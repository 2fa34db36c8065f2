//! On-chain user registration contract.

use alloy::network::Ethereum;
use alloy::primitives::{Address, Bytes, U256};
use alloy::providers::{DynProvider, Provider, ProviderBuilder};
use alloy::sol;

use crate::blockchain::types::{BlockchainError, BlockchainResult};
use crate::blockchain::wallet::Wallet;
use crate::config::{ChainConfig, ImxConfig};

sol! {
    #[sol(rpc)]
    contract Registration {
        function registerUser(address ethKey, uint256 starkKey, bytes calldata signature) external;
        function isRegistered(uint256 starkKey) external view returns (bool);
    }
}

/// Registration contract bound to a signing wallet.
#[derive(Clone)]
pub struct RegistrationContract {
    provider: DynProvider<Ethereum>,
    address: Address,
    gas_limit: Option<u64>,
    gas_price: Option<u128>,
}

impl RegistrationContract {
    pub fn new(chain: &ChainConfig, imx: &ImxConfig, wallet: &Wallet) -> BlockchainResult<Self> {
        let url: url::Url = chain
            .endpoint()
            .parse()
            .map_err(|e| BlockchainError::Rpc(format!("Invalid RPC URL: {}", e)))?;
        let address: Address = imx.registration_address.parse().map_err(|_| {
            BlockchainError::Rpc(format!(
                "Invalid registration contract address '{}'",
                imx.registration_address
            ))
        })?;

        let provider = ProviderBuilder::new()
            .wallet(wallet.ethereum_wallet())
            .connect_http(url)
            .erased();

        Ok(Self {
            provider,
            address,
            gas_limit: imx.gas_limit,
            gas_price: imx.gas_price,
        })
    }

    pub fn address(&self) -> Address {
        self.address
    }

    /// Whether `stark_key` already has an ether key bound on-chain.
    pub async fn is_registered(&self, stark_key: U256) -> BlockchainResult<bool> {
        let contract = Registration::new(self.address, self.provider.clone());
        contract
            .isRegistered(stark_key)
            .call()
            .await
            .map_err(|e| BlockchainError::ContractCall {
                function: "isRegistered",
                reason: e.to_string(),
            })
    }

    /// Broadcast `registerUser` and return the transaction hash.
    pub async fn register_user(
        &self,
        ether_key: Address,
        stark_key: U256,
        operator_signature: Bytes,
    ) -> BlockchainResult<String> {
        let contract = Registration::new(self.address, self.provider.clone());
        let mut call = contract.registerUser(ether_key, stark_key, operator_signature);
        if let Some(gas_limit) = self.gas_limit {
            call = call.gas(gas_limit);
        }
        if let Some(gas_price) = self.gas_price {
            call = call.gas_price(gas_price);
        }

        let pending = call.send().await.map_err(|e| BlockchainError::ContractCall {
            function: "registerUser",
            reason: e.to_string(),
        })?;

        let tx_hash = pending.tx_hash().to_string();
        tracing::info!(
            contract = %self.address,
            ether_key = %ether_key,
            tx_hash = %tx_hash,
            "Registration transaction submitted"
        );
        Ok(tx_hash)
    }
}

impl std::fmt::Debug for RegistrationContract {
    fn fmt(&self, f: &mut std::fmt::Formatter<'_>) -> std::fmt::Result {
        f.debug_struct("RegistrationContract")
            .field("address", &self.address)
            .field("gas_limit", &self.gas_limit)
            .field("gas_price", &self.gas_price)
            .finish()
    }
}
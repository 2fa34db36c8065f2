//! Request handlers.

use alloy::primitives::Address;
use axum::extract::rejection::QueryRejection;
use axum::extract::{Query, State};
use axum::Json;
use serde::Deserialize;

use crate::http::error::ApiError;
use crate::http::server::AppState;
use crate::users::SignInOutcome;

pub const LIVENESS_MESSAGE: &str = "imx-minter is live";

pub async fn root() -> &'static str {
    LIVENESS_MESSAGE
}

pub async fn sign_in_user(
    State(state): State<AppState>,
) -> Result<Json<SignInOutcome>, ApiError> {
    let outcome = state.users.sign_in().await?;
    Ok(Json(outcome))
}

/// Query string of `/mint`; both fields fall back to configuration.
#[derive(Debug, Default, Deserialize)]
pub struct MintParams {
    pub wallet: Option<String>,
    pub number: Option<u64>,
}

pub async fn mint(
    State(state): State<AppState>,
    params: Result<Query<MintParams>, QueryRejection>,
) -> Result<Json<serde_json::Value>, ApiError> {
    let Query(params) = params.map_err(|e| ApiError::BadRequest(e.body_text()))?;
    let defaults = state.minter.config();

    let wallet = params.wallet.as_deref().unwrap_or(&defaults.default_wallet);
    let recipient: Address = wallet.parse().map_err(|_| {
        ApiError::BadRequest(format!("'{}' is not a valid wallet address", wallet))
    })?;
    let count = params.number.unwrap_or(defaults.default_count);

    let result = state.minter.bulk_mint(recipient, count).await?;
    Ok(Json(result))
}
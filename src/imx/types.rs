//! Wire types of the layer-2 REST API.

use alloy::primitives::{Address, U256};
use serde::{Deserialize, Serialize};

use crate::imx::error::{Layer2Error, Layer2Result};

/// A user known to the layer-2 platform.
#[derive(Debug, Clone, PartialEq, Eq, Serialize, Deserialize)]
pub struct UserRecord {
    /// Stark public keys bound to the user's ether key.
    pub accounts: Vec<String>,
}

/// Outcome of a registration attempt.
///
/// An empty `tx_hash` means the user was already registered and nothing was
/// submitted on-chain.
#[derive(Debug, Clone, PartialEq, Eq, Serialize, Deserialize)]
pub struct RegistrationResult {
    pub tx_hash: String,
}

impl RegistrationResult {
    pub fn already_registered() -> Self {
        Self {
            tx_hash: String::new(),
        }
    }

    pub fn needs_confirmation(&self) -> bool {
        !self.tx_hash.is_empty()
    }
}

#[derive(Debug, Clone, Serialize)]
pub(crate) struct SignableRegistrationRequest {
    pub ether_key: String,
    pub stark_key: String,
}

#[derive(Debug, Clone, Deserialize)]
pub(crate) struct SignableRegistrationResponse {
    pub operator_signature: String,
}

/// One token in a mint batch.
#[derive(Debug, Clone, PartialEq, Eq, Serialize, Deserialize)]
pub struct MintToken {
    pub id: String,
    pub blueprint: String,
}

/// Tokens going to a single recipient.
#[derive(Debug, Clone, PartialEq, Eq, Serialize, Deserialize)]
pub struct MintUser {
    #[serde(rename = "user")]
    pub ether_key: String,
    pub tokens: Vec<MintToken>,
}

/// A mint request against one mintable token contract.
#[derive(Debug, Clone, PartialEq, Eq, Serialize, Deserialize)]
pub struct MintRequest {
    pub contract_address: String,
    pub users: Vec<MintUser>,
}

/// A mint request carrying the minter's signature over its payload.
#[derive(Debug, Clone, Serialize)]
pub(crate) struct SignedMintRequest<'a> {
    #[serde(flatten)]
    pub request: &'a MintRequest,
    pub auth_signature: String,
}

/// Lower-case `0x` address, the form the platform indexes users by.
pub fn ether_key(address: Address) -> String {
    address.to_string().to_lowercase()
}

/// Parse a `0x`-prefixed hex stark public key.
pub fn parse_stark_key(stark_key: &str) -> Layer2Result<U256> {
    let hex = stark_key.trim();
    let hex = hex
        .strip_prefix("0x")
        .or_else(|| hex.strip_prefix("0X"))
        .unwrap_or(hex);
    if hex.is_empty() {
        return Err(Layer2Error::InvalidStarkKey(stark_key.to_string()));
    }
    U256::from_str_radix(hex, 16).map_err(|_| Layer2Error::InvalidStarkKey(stark_key.to_string()))
}
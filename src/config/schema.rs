//! Configuration schema definitions.
//!
//! This module defines the complete configuration structure for the minter.
//! All types derive Serde traits for deserialization from config files.

use serde::{Deserialize, Serialize};
use std::fmt;

/// Root configuration for the minting service.
#[derive(Debug, Clone, Deserialize, Serialize, Default)]
#[serde(default)]
pub struct ServiceConfig {
    /// HTTP server settings.
    pub server: ServerConfig,

    /// Base chain (JSON-RPC) settings.
    pub chain: ChainConfig,

    /// Layer-2 platform settings.
    pub imx: ImxConfig,

    /// Signing accounts.
    pub accounts: AccountsConfig,

    /// Bulk mint settings.
    pub mint: MintConfig,

    /// Observability settings.
    pub observability: ObservabilityConfig,
}

/// A value that must never show up in logs.
#[derive(Clone, Default, Deserialize, Serialize, PartialEq, Eq)]
#[serde(transparent)]
pub struct Secret(String);

impl Secret {
    pub fn new(value: impl Into<String>) -> Self {
        Self(value.into())
    }

    pub fn expose(&self) -> &str {
        &self.0
    }

    pub fn is_empty(&self) -> bool {
        self.0.is_empty()
    }
}

impl fmt::Debug for Secret {
    fn fmt(&self, f: &mut fmt::Formatter<'_>) -> fmt::Result {
        if self.0.is_empty() {
            f.write_str("Secret(<unset>)")
        } else {
            f.write_str("Secret(<redacted>)")
        }
    }
}

/// HTTP server configuration.
#[derive(Debug, Clone, Deserialize, Serialize)]
#[serde(default)]
pub struct ServerConfig {
    /// Bind host.
    pub host: String,

    /// Bind port (`PORT`).
    pub port: u16,

    /// Upper bound on a single request, confirmation waits included.
    pub request_timeout_secs: u64,
}

impl Default for ServerConfig {
    fn default() -> Self {
        Self {
            host: "0.0.0.0".to_string(),
            port: 8080,
            request_timeout_secs: 900,
        }
    }
}

impl ServerConfig {
    pub fn bind_address(&self) -> String {
        format!("{}:{}", self.host, self.port)
    }
}

/// Base chain configuration.
#[derive(Debug, Clone, Deserialize, Serialize)]
#[serde(default)]
pub struct ChainConfig {
    /// Network name used for the Infura endpoint and explorer links.
    pub network: String,

    /// Infura project key (`INFURA_API_KEY`).
    pub infura_api_key: Secret,

    /// Explicit JSON-RPC endpoint; takes precedence over Infura.
    pub rpc_url: Option<String>,

    /// Chain ID used when signing transactions.
    pub chain_id: u64,

    /// Per-call RPC timeout in seconds.
    pub rpc_timeout_secs: u64,

    /// Interval between receipt polls in milliseconds.
    pub poll_interval_ms: u64,

    /// Deadline for a confirmation wait in seconds.
    pub confirmation_timeout_secs: u64,
}

impl Default for ChainConfig {
    fn default() -> Self {
        Self {
            network: "ropsten".to_string(),
            infura_api_key: Secret::default(),
            rpc_url: None,
            chain_id: 3,
            rpc_timeout_secs: 10,
            poll_interval_ms: 4_000,
            confirmation_timeout_secs: 600,
        }
    }
}

impl ChainConfig {
    /// Resolve the JSON-RPC endpoint.
    pub fn endpoint(&self) -> String {
        match &self.rpc_url {
            Some(url) => url.clone(),
            None => format!(
                "https://{}.infura.io/v3/{}",
                self.network,
                self.infura_api_key.expose()
            ),
        }
    }
}

/// Layer-2 platform configuration.
#[derive(Debug, Clone, Deserialize, Serialize)]
#[serde(default)]
pub struct ImxConfig {
    /// Public REST API base URL (`PUBLIC_API_URL`).
    pub public_api_url: String,

    /// Core stark contract (`STARK_CONTRACT_ADDRESS`).
    pub stark_contract_address: String,

    /// User registration contract (`REGISTRATION_ADDRESS`).
    pub registration_address: String,

    /// Gas limit for on-chain registration (`GAS_LIMIT`).
    pub gas_limit: Option<u64>,

    /// Gas price in wei for on-chain registration (`GAS_PRICE`).
    pub gas_price: Option<u128>,

    /// Timeout for REST calls in seconds.
    pub api_timeout_secs: u64,
}

impl Default for ImxConfig {
    fn default() -> Self {
        Self {
            public_api_url: "https://api.ropsten.x.immutable.com".to_string(),
            stark_contract_address: String::new(),
            registration_address: String::new(),
            gas_limit: None,
            gas_price: None,
            api_timeout_secs: 30,
        }
    }
}

/// Signing identities.
#[derive(Debug, Clone, Deserialize, Serialize, Default)]
#[serde(default)]
pub struct AccountsConfig {
    /// Private key of the account registered by `/signInUser` (`REGISTER_USER`).
    pub register_user_key: Secret,

    /// Stark public key belonging to `register_user_key`.
    pub register_user_stark_key: String,

    /// Private key of the minter (`OWNER_PRIVATE_KEY`).
    pub owner_private_key: Secret,

    /// Stark public key belonging to the minter.
    pub owner_stark_key: String,
}

/// Bulk mint configuration.
#[derive(Debug, Clone, Deserialize, Serialize)]
#[serde(default)]
pub struct MintConfig {
    /// Mintable token contract (`TOKEN_ADDRESS`).
    pub token_address: String,

    /// First token id of a batch (`tokenId`).
    pub base_token_id: u64,

    /// Exclusive upper bound on tokens per request (`BULK_MINT_MAX`).
    pub bulk_mint_max: u64,

    /// Metadata blueprint attached to every token.
    pub blueprint: String,

    /// Recipient used when the request names none.
    pub default_wallet: String,

    /// Token count used when the request names none.
    pub default_count: u64,
}

impl Default for MintConfig {
    fn default() -> Self {
        Self {
            token_address: String::new(),
            base_token_id: 0,
            bulk_mint_max: 50,
            blueprint: "onchain-metadata".to_string(),
            default_wallet: "0x84daa703e1cbad82416a1122c7c4e213b64eba44".to_string(),
            default_count: 1,
        }
    }
}

/// Observability configuration.
#[derive(Debug, Clone, Deserialize, Serialize)]
#[serde(default)]
pub struct ObservabilityConfig {
    /// Log level (trace, debug, info, warn, error).
    pub log_level: String,

    /// Enable metrics endpoint.
    pub metrics_enabled: bool,

    /// Metrics endpoint bind address.
    pub metrics_address: String,
}

impl Default for ObservabilityConfig {
    fn default() -> Self {
        Self {
            log_level: "info".to_string(),
            metrics_enabled: false,
            metrics_address: "0.0.0.0:9090".to_string(),
        }
    }
}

*Your goal*
Output the lines above between the one holding "Gas limit for" and the one holding "calls in seconds.", inclusive, with nothing before or after them.

*Exercise solution*
    /// Gas limit for on-chain registration (`GAS_LIMIT`).
    pub gas_limit: Option<u64>,

    /// Gas price in wei for on-chain registration (`GAS_PRICE`).
    pub gas_price: Option<u128>,

    /// Timeout for REST calls in seconds.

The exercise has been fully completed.